AIM OF THE TASK: What is the number of lines in the data that contain "None"? Respond with nothing else.

STUDY MATERIAL:
------------

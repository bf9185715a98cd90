// In: src/pipeline/reader.rs

//! The buffered reader adapter: a [`Transformer`] plus an upstream [`Source`]
//! presented as a new [`Source`].
//!
//! The adapter runs a small state machine per instance:
//!
//! ```text
//!   Priming   (buffer empty, latch open)    -> pull one upstream chunk, transform it
//!   Draining  (buffer non-empty)            -> serve the caller from the buffer
//!   Exhausted (buffer empty, latch closed)  -> Eof, until reset()
//! ```
//!
//! A transformer that produces nothing for a non-final chunk never surfaces as
//! an empty read; the adapter keeps pulling until it has bytes to hand out,
//! upstream is pending, or the stream is over.

use std::io::{self, Read, Write};

use crate::error::TransformError;
use crate::traits::{ReadOutcome, Source, Transformer};

/// Size of the scratch buffer used for upstream reads.
pub const DEFAULT_CHUNK_SIZE: usize = 32 * 1024;

/// A [`Source`] that yields the bytes of `source` after passing them through `transformer`.
pub struct TransformReader<S, T> {
    source: S,
    transformer: T,
    /// Transformed output not yet handed to the caller. `buffer[pos..]` is live.
    buffer: Vec<u8>,
    pos: usize,
    scratch: Vec<u8>,
    /// Upstream has reported end-of-stream and the transformer has been flushed.
    at_eof: bool,
    bytes_in: u64,
    bytes_out: u64,
}

impl<S: Source, T: Transformer> TransformReader<S, T> {
    /// Wraps `source`, resetting `transformer` so it starts from a clean state.
    pub fn new(source: S, transformer: T) -> Self {
        Self::with_chunk_size(source, transformer, DEFAULT_CHUNK_SIZE)
    }

    /// Same as [`new`](Self::new) with an explicit upstream read size.
    /// A `chunk_size` of zero is treated as one.
    pub fn with_chunk_size(source: S, mut transformer: T, chunk_size: usize) -> Self {
        transformer.reset();
        Self {
            source,
            transformer,
            buffer: Vec::new(),
            pos: 0,
            scratch: vec![0; chunk_size.max(1)],
            at_eof: false,
            bytes_in: 0,
            bytes_out: 0,
        }
    }

    /// Returns to the initial state: buffered output is discarded, the
    /// end-of-input latch is cleared and the transformer is reset.
    /// The upstream position is left as it is.
    pub fn reset(&mut self) {
        self.transformer.reset();
        self.buffer.clear();
        self.pos = 0;
        self.at_eof = false;
        self.bytes_in = 0;
        self.bytes_out = 0;
    }

    /// True once upstream has ended and every transformed byte has been delivered.
    pub fn is_exhausted(&self) -> bool {
        self.at_eof && self.pos == self.buffer.len()
    }

    pub fn chunk_size(&self) -> usize {
        self.scratch.len()
    }

    /// Bytes pulled from upstream since construction or the last reset.
    pub fn bytes_in(&self) -> u64 {
        self.bytes_in
    }

    /// Bytes delivered to the caller since construction or the last reset.
    pub fn bytes_out(&self) -> u64 {
        self.bytes_out
    }

    pub fn get_ref(&self) -> &S {
        &self.source
    }

    pub fn get_mut(&mut self) -> &mut S {
        &mut self.source
    }

    pub fn transformer(&self) -> &T {
        &self.transformer
    }

    pub fn into_inner(self) -> (S, T) {
        (self.source, self.transformer)
    }

    /// Pulls one upstream chunk and runs it through the transformer.
    /// Returns `Some(Pending)` when upstream has nothing for us right now.
    fn prime(&mut self) -> Result<Option<ReadOutcome>, TransformError> {
        self.buffer.clear();
        self.pos = 0;

        let (len, at_eof) = match self.source.pull(&mut self.scratch)? {
            ReadOutcome::Data(0) | ReadOutcome::Pending => return Ok(Some(ReadOutcome::Pending)),
            ReadOutcome::Data(n) => (n, false),
            ReadOutcome::Eof => (0, true),
        };

        self.at_eof = at_eof;
        self.bytes_in += len as u64;

        let written = self
            .transformer
            .transform(&self.scratch[..len], &mut self.buffer, at_eof)?;
        log::trace!(
            "'{}' turned {} upstream bytes into {} (at_eof={})",
            self.transformer.name(),
            len,
            written,
            at_eof
        );

        if at_eof {
            log_metric!(
                "event" = "upstream_eof",
                "transformer" = self.transformer.name(),
                "bytes_in" = self.bytes_in,
                "bytes_out" = self.bytes_out + self.buffer.len() as u64,
            );
        }
        Ok(None)
    }
}

impl<S: Source, T: Transformer> Source for TransformReader<S, T> {
    fn pull(&mut self, buf: &mut [u8]) -> Result<ReadOutcome, TransformError> {
        if buf.is_empty() {
            return Ok(ReadOutcome::Data(0));
        }

        loop {
            let available = &self.buffer[self.pos..];
            if !available.is_empty() {
                let n = available.len().min(buf.len());
                buf[..n].copy_from_slice(&available[..n]);
                self.pos += n;
                self.bytes_out += n as u64;
                return Ok(ReadOutcome::Data(n));
            }

            if self.at_eof {
                return Ok(ReadOutcome::Eof);
            }

            if let Some(outcome) = self.prime()? {
                return Ok(outcome);
            }
        }
    }
}

/// `Pending` surfaces as `ErrorKind::WouldBlock`; `Eof` as `Ok(0)`.
impl<S: Source, T: Transformer> Read for TransformReader<S, T> {
    fn read(&mut self, buf: &mut [u8]) -> io::Result<usize> {
        match self.pull(buf)? {
            ReadOutcome::Data(n) => Ok(n),
            ReadOutcome::Pending => Err(io::Error::from(io::ErrorKind::WouldBlock)),
            ReadOutcome::Eof => Ok(0),
        }
    }
}

/// Convenience for running a transformer over an in-memory buffer in one shot.
pub fn transform_all<T: Transformer + ?Sized>(
    transformer: &mut T,
    input: &[u8],
) -> Result<Vec<u8>, TransformError> {
    let mut out = Vec::new();
    transformer.reset();
    if !input.is_empty() {
        transformer.transform(input, &mut out, false)?;
    }
    transformer.transform(&[], &mut out, true)?;
    Ok(out)
}

/// Drains `source` into `sink` until end-of-stream, returning the number of
/// bytes written. Pending pulls are retried.
pub(crate) fn copy_to_sink<S: Source + ?Sized>(
    source: &mut S,
    sink: &mut dyn Write,
    buf: &mut [u8],
) -> Result<u64, TransformError> {
    let mut total = 0u64;
    loop {
        match source.pull(buf)? {
            ReadOutcome::Data(n) => {
                sink.write_all(&buf[..n])?;
                total += n as u64;
            }
            ReadOutcome::Pending => std::thread::yield_now(),
            ReadOutcome::Eof => return Ok(total),
        }
    }
}

#[cfg(test)]
mod tests {
    use super::*;
    use crate::pipeline::Chain;
    use crate::traits::{read_all, ReaderSource};
    use std::collections::VecDeque;
    use std::io::Cursor;

    /// Yields pre-cut chunks, one per pull, with optional `Pending` gaps.
    struct ScriptedSource {
        script: VecDeque<ReadOutcome>,
        chunks: VecDeque<Vec<u8>>,
    }

    impl ScriptedSource {
        fn new(items: &[&str]) -> Self {
            Self {
                script: items.iter().map(|s| ReadOutcome::Data(s.len())).collect(),
                chunks: items.iter().map(|s| s.as_bytes().to_vec()).collect(),
            }
        }

        fn with_pending_first(mut self) -> Self {
            self.script.push_front(ReadOutcome::Pending);
            self
        }
    }

    impl Source for ScriptedSource {
        fn pull(&mut self, buf: &mut [u8]) -> Result<ReadOutcome, TransformError> {
            match self.script.pop_front() {
                None => Ok(ReadOutcome::Eof),
                Some(ReadOutcome::Data(_)) => {
                    let chunk = self.chunks.pop_front().unwrap_or_default();
                    buf[..chunk.len()].copy_from_slice(&chunk);
                    Ok(ReadOutcome::Data(chunk.len()))
                }
                Some(other) => Ok(other),
            }
        }
    }

    /// Replaces every byte with `a`.
    struct Blank;

    impl Transformer for Blank {
        fn transform(&mut self, src: &[u8], dst: &mut dyn Write, _: bool) -> Result<usize, TransformError> {
            let out = vec![b'a'; src.len()];
            dst.write_all(&out)?;
            Ok(out.len())
        }
    }

    /// Swallows everything and only emits a byte count at end-of-stream.
    #[derive(Default)]
    struct CountAtEnd {
        seen: usize,
        resets: usize,
    }

    impl Transformer for CountAtEnd {
        fn transform(&mut self, src: &[u8], dst: &mut dyn Write, at_eof: bool) -> Result<usize, TransformError> {
            self.seen += src.len();
            if !at_eof {
                return Ok(0);
            }
            let text = self.seen.to_string();
            dst.write_all(text.as_bytes())?;
            Ok(text.len())
        }

        fn reset(&mut self) {
            self.seen = 0;
            self.resets += 1;
        }
    }

    /// Fails on the first chunk containing `!`.
    struct RejectBang;

    impl Transformer for RejectBang {
        fn transform(&mut self, src: &[u8], dst: &mut dyn Write, _: bool) -> Result<usize, TransformError> {
            if src.contains(&b'!') {
                return Err(TransformError::MalformedInput {
                    codec: "test",
                    reason: "bang".to_string(),
                });
            }
            dst.write_all(src)?;
            Ok(src.len())
        }
    }

    #[test]
    fn test_basic_transformer_over_scripted_chunks() {
        let source = ScriptedSource::new(&["deno.land", "\n", "transformer"]);
        let mut reader = TransformReader::new(source, Blank);
        assert_eq!(read_all(&mut reader).unwrap(), vec![b'a'; 21]);
        assert!(reader.is_exhausted());
    }

    #[test]
    fn test_zero_output_chunks_do_not_end_the_stream() {
        let source = ScriptedSource::new(&["abc", "de", "f"]);
        let mut reader = TransformReader::new(source, CountAtEnd::default());

        let mut buf = [0u8; 16];
        assert_eq!(reader.pull(&mut buf).unwrap(), ReadOutcome::Data(1));
        assert_eq!(&buf[..1], b"6");
        assert_eq!(reader.pull(&mut buf).unwrap(), ReadOutcome::Eof);
    }

    #[test]
    fn test_eof_is_terminal_until_reset() {
        let mut reader = TransformReader::new(ScriptedSource::new(&["x"]), Blank);
        let mut buf = [0u8; 4];
        assert_eq!(reader.pull(&mut buf).unwrap(), ReadOutcome::Data(1));
        for _ in 0..3 {
            assert_eq!(reader.pull(&mut buf).unwrap(), ReadOutcome::Eof);
        }
    }

    #[test]
    fn test_small_caller_buffers_drain_in_order() {
        let source = ReaderSource::new(Cursor::new(b"abcdefghij".to_vec()));
        let mut reader = TransformReader::new(source, Chain::default());

        let mut collected = Vec::new();
        let mut buf = [0u8; 3];
        loop {
            match reader.pull(&mut buf).unwrap() {
                ReadOutcome::Data(n) => {
                    assert!(n <= 3);
                    collected.extend_from_slice(&buf[..n]);
                }
                ReadOutcome::Pending => panic!("in-memory source never pends"),
                ReadOutcome::Eof => break,
            }
        }
        assert_eq!(collected, b"abcdefghij");
        assert_eq!(reader.bytes_in(), 10);
        assert_eq!(reader.bytes_out(), 10);
    }

    #[test]
    fn test_pending_is_passed_through_and_distinct_from_eof() {
        let source = ScriptedSource::new(&["ab"]).with_pending_first();
        let mut reader = TransformReader::new(source, Blank);

        let mut buf = [0u8; 4];
        assert_eq!(reader.pull(&mut buf).unwrap(), ReadOutcome::Pending);
        assert_eq!(reader.pull(&mut buf).unwrap(), ReadOutcome::Data(2));
        assert_eq!(reader.pull(&mut buf).unwrap(), ReadOutcome::Eof);
    }

    #[test]
    fn test_io_read_maps_pending_to_would_block() {
        let source = ScriptedSource::new(&["ab"]).with_pending_first();
        let mut reader = TransformReader::new(source, Blank);
        let mut buf = [0u8; 4];
        let err = Read::read(&mut reader, &mut buf).unwrap_err();
        assert_eq!(err.kind(), io::ErrorKind::WouldBlock);
        let mut rest = Vec::new();
        reader.read_to_end(&mut rest).unwrap();
        assert_eq!(rest, b"aa");
    }

    #[test]
    fn test_construction_and_reset_reset_the_transformer() {
        let mut counter = CountAtEnd::default();
        counter.seen = 99;
        {
            let mut reader = TransformReader::new(ScriptedSource::new(&["abcd"]), &mut counter);
            assert_eq!(read_all(&mut reader).unwrap(), b"4");
            reader.reset();
            assert!(!reader.is_exhausted());
        }
        assert_eq!(counter.resets, 2);
    }

    #[test]
    fn test_transformer_failure_propagates_without_retry() {
        let source = ScriptedSource::new(&["ok", "bad!", "never"]);
        let mut reader = TransformReader::new(source, RejectBang);

        let mut buf = [0u8; 8];
        assert_eq!(reader.pull(&mut buf).unwrap(), ReadOutcome::Data(2));
        assert!(matches!(
            reader.pull(&mut buf),
            Err(TransformError::MalformedInput { codec: "test", .. })
        ));
        assert_eq!(reader.bytes_out(), 2);
    }

    /// Records the length and flag of every call it receives.
    #[derive(Default)]
    struct CallLog {
        calls: Vec<(usize, bool)>,
    }

    impl Transformer for CallLog {
        fn transform(&mut self, src: &[u8], dst: &mut dyn Write, at_eof: bool) -> Result<usize, TransformError> {
            self.calls.push((src.len(), at_eof));
            dst.write_all(src)?;
            Ok(src.len())
        }
    }

    #[test]
    fn test_transform_all_sends_empty_input_only_with_eof() {
        let mut log = CallLog::default();
        assert!(transform_all(&mut log, b"").unwrap().is_empty());
        assert_eq!(log.calls, vec![(0, true)]);

        let mut log = CallLog::default();
        assert_eq!(transform_all(&mut log, b"xy").unwrap(), b"xy");
        assert_eq!(log.calls, vec![(2, false), (0, true)]);
    }

    #[test]
    fn test_transform_all_flushes() {
        let mut counter = CountAtEnd::default();
        assert_eq!(transform_all(&mut counter, b"hello").unwrap(), b"5");
    }
}
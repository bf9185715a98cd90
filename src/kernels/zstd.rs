//! Zstandard engine backed by the `zstd` crate's push-style streams.
//!
//! Decompression runs the raw decoder through `zio::Writer`, whose `finish`
//! reports a frame cut off before its end as `UnexpectedEof`.

use std::io;

use zstd::stream::raw;
use zstd::stream::write::Encoder;
use zstd::stream::zio;

use crate::kernels::engine::{
    CodecWriter, CompressionEngine, CompressionTransformer, Direction, EngineHandle, WriterSession,
};

/// Default zstd compression level.
pub const DEFAULT_LEVEL: i32 = 3;

impl CodecWriter for Encoder<'static, Vec<u8>> {
    fn produced(&mut self) -> &mut Vec<u8> {
        self.get_mut()
    }

    // `finish` is essential to finalize the Zstd frame.
    fn finish_stream(self: Box<Self>) -> io::Result<Vec<u8>> {
        (*self).finish()
    }
}

impl CodecWriter for zio::Writer<Vec<u8>, raw::Decoder<'static>> {
    fn produced(&mut self) -> &mut Vec<u8> {
        self.writer_mut()
    }

    /// Fails with `UnexpectedEof` if the last frame is incomplete.
    fn finish_stream(self: Box<Self>) -> io::Result<Vec<u8>> {
        let mut decoder = *self;
        decoder.finish()?;
        Ok(decoder.into_inner().0)
    }
}

pub struct ZstdEngine {
    direction: Direction,
    level: i32,
    session: Option<WriterSession>,
}

impl ZstdEngine {
    pub fn compress(level: i32) -> Self {
        Self {
            direction: Direction::Compress,
            level,
            session: None,
        }
    }

    pub fn decompress() -> Self {
        Self {
            direction: Direction::Decompress,
            level: DEFAULT_LEVEL,
            session: None,
        }
    }

    pub fn direction(&self) -> Direction {
        self.direction
    }
}

impl CompressionEngine for ZstdEngine {
    fn name(&self) -> &'static str {
        match self.direction {
            Direction::Compress => "ZstdCompress",
            Direction::Decompress => "ZstdDecompress",
        }
    }

    fn start(&mut self, handle: EngineHandle) {
        let codec: io::Result<Box<dyn CodecWriter>> = match self.direction {
            Direction::Compress => {
                Encoder::new(Vec::new(), self.level).map(|e| Box::new(e) as Box<dyn CodecWriter>)
            }
            Direction::Decompress => raw::Decoder::new()
                .map(|d| Box::new(zio::Writer::new(Vec::new(), d)) as Box<dyn CodecWriter>),
        };
        self.session = Some(WriterSession::open(handle, codec, self.direction));
    }

    fn push(&mut self, chunk: &[u8], is_final: bool) {
        if let Some(session) = self.session.as_mut() {
            session.push(chunk, is_final);
        }
    }
}

/// A zstd-compressing transformer.
pub fn zstd_encoder(level: i32) -> CompressionTransformer<ZstdEngine> {
    CompressionTransformer::new(ZstdEngine::compress(level))
}

/// A zstd-decompressing transformer.
pub fn zstd_decoder() -> CompressionTransformer<ZstdEngine> {
    CompressionTransformer::new(ZstdEngine::decompress())
}

//==================================================================================
// Unit Tests
//==================================================================================
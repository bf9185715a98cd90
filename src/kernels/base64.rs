//! Streaming base64 encoder and decoder.
//!
//! Base64 works in fixed units: 3 raw bytes become 4 characters. Upstream chunk
//! boundaries almost never line up with those units, so both directions hold
//! back the trailing partial unit of each chunk and prepend it to the next one.
//! The alphabet itself (standard, canonical `=` padding) comes from the `base64`
//! crate; this module only handles the alignment.

use std::io::Write;

use arrayvec::ArrayVec;
use base64::engine::general_purpose::STANDARD;
use base64::Engine as _;

use crate::error::TransformError;
use crate::traits::Transformer;

const PAD: u8 = b'=';

//==================================================================================
// 1. Alignment Buffer
//==================================================================================

/// Holds the tail of a stream that does not yet form a whole unit.
///
/// The unit size is `KEEP + 1`, so a full unit can never be retained.
#[derive(Debug, Clone, Default)]
struct UnitBuffer<const KEEP: usize> {
    retained: ArrayVec<u8, KEEP>,
}

impl<const KEEP: usize> UnitBuffer<KEEP> {
    const UNIT: usize = KEEP + 1;

    /// Splits `retained ++ src` into whole units, hands them to `emit` in at most
    /// two contiguous runs and keeps the remainder. Returns the sum of what
    /// `emit` reported.
    fn feed(
        &mut self,
        src: &[u8],
        mut emit: impl FnMut(&[u8]) -> Result<usize, TransformError>,
    ) -> Result<usize, TransformError> {
        let mut written = 0;
        let mut rest = src;

        if !self.retained.is_empty() {
            let need = Self::UNIT - self.retained.len();
            if rest.len() < need {
                self.retain(rest)?;
                return Ok(0);
            }

            let held = self.retained.len();
            let mut unit = [0u8; 4];
            unit[..held].copy_from_slice(&self.retained);
            unit[held..Self::UNIT].copy_from_slice(&rest[..need]);
            self.retained.clear();
            rest = &rest[need..];
            written += emit(&unit[..Self::UNIT])?;
        }

        let aligned = rest.len() - rest.len() % Self::UNIT;
        if aligned > 0 {
            written += emit(&rest[..aligned])?;
        }
        self.retain(&rest[aligned..])?;
        Ok(written)
    }

    fn retain(&mut self, bytes: &[u8]) -> Result<(), TransformError> {
        self.retained.try_extend_from_slice(bytes).map_err(|_| {
            TransformError::InternalError(format!(
                "tried to retain more than {} bytes of a {}-byte unit",
                KEEP,
                Self::UNIT
            ))
        })
    }

    fn take(&mut self) -> ArrayVec<u8, KEEP> {
        std::mem::take(&mut self.retained)
    }

    fn len(&self) -> usize {
        self.retained.len()
    }

    fn clear(&mut self) {
        self.retained.clear();
    }
}

//==================================================================================
// 2. Encoder
//==================================================================================

/// Raw bytes in, base64 text out. Retains at most 2 bytes between calls.
#[derive(Debug, Clone, Default)]
pub struct Base64Encoder {
    units: UnitBuffer<2>,
}

impl Base64Encoder {
    pub fn new() -> Self {
        Self::default()
    }

    /// Number of raw bytes held back waiting for a full 3-byte unit.
    pub fn retained(&self) -> usize {
        self.units.len()
    }
}

fn write_encoded(dst: &mut dyn Write, bytes: &[u8]) -> Result<usize, TransformError> {
    let text = STANDARD.encode(bytes);
    dst.write_all(text.as_bytes())?;
    Ok(text.len())
}

impl Transformer for Base64Encoder {
    fn transform(
        &mut self,
        src: &[u8],
        dst: &mut dyn Write,
        at_eof: bool,
    ) -> Result<usize, TransformError> {
        let mut written = self.units.feed(src, |run| write_encoded(&mut *dst, run))?;

        if at_eof {
            // 0, 1 or 2 bytes left; the encoder pads them out to a full group.
            let tail = self.units.take();
            if !tail.is_empty() {
                written += write_encoded(dst, &tail)?;
            }
        }
        Ok(written)
    }

    fn reset(&mut self) {
        self.units.clear();
    }

    fn name(&self) -> &str {
        "base64-encode"
    }
}

//==================================================================================
// 3. Decoder
//==================================================================================

/// Base64 text in, raw bytes out. Retains at most 3 characters between calls.
///
/// Input is strict: characters outside the standard alphabet (including
/// whitespace), data after a padded group, and a final group that is not a
/// full 4 characters are all malformed.
#[derive(Debug, Clone, Default)]
pub struct Base64Decoder {
    units: UnitBuffer<3>,
    /// A padded group has been decoded; the stream must end here.
    padded: bool,
}

impl Base64Decoder {
    pub fn new() -> Self {
        Self::default()
    }

    /// Number of characters held back waiting for a full 4-character unit.
    pub fn retained(&self) -> usize {
        self.units.len()
    }
}

fn malformed(reason: impl Into<String>) -> TransformError {
    TransformError::MalformedInput {
        codec: "base64",
        reason: reason.into(),
    }
}

impl Transformer for Base64Decoder {
    fn transform(
        &mut self,
        src: &[u8],
        dst: &mut dyn Write,
        at_eof: bool,
    ) -> Result<usize, TransformError> {
        if self.padded && !src.is_empty() {
            return Err(malformed("data after padding"));
        }

        let padded = &mut self.padded;
        let written = self.units.feed(src, |run| {
            if *padded {
                return Err(malformed("data after padding"));
            }
            let bytes = STANDARD.decode(run)?;
            *padded = run.last() == Some(&PAD);
            dst.write_all(&bytes)?;
            Ok(bytes.len())
        })?;

        if at_eof && self.units.len() > 0 {
            let leftover = self.units.len();
            self.units.clear();
            return Err(malformed(format!(
                "truncated final group ({} trailing characters)",
                leftover
            )));
        }
        Ok(written)
    }

    fn reset(&mut self) {
        self.units.clear();
        self.padded = false;
    }

    fn name(&self) -> &str {
        "base64-decode"
    }
}

//==================================================================================
// 4. Unit Tests
//==================================================================================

------------

SOLUTION FOR THIS EXERCISE: 4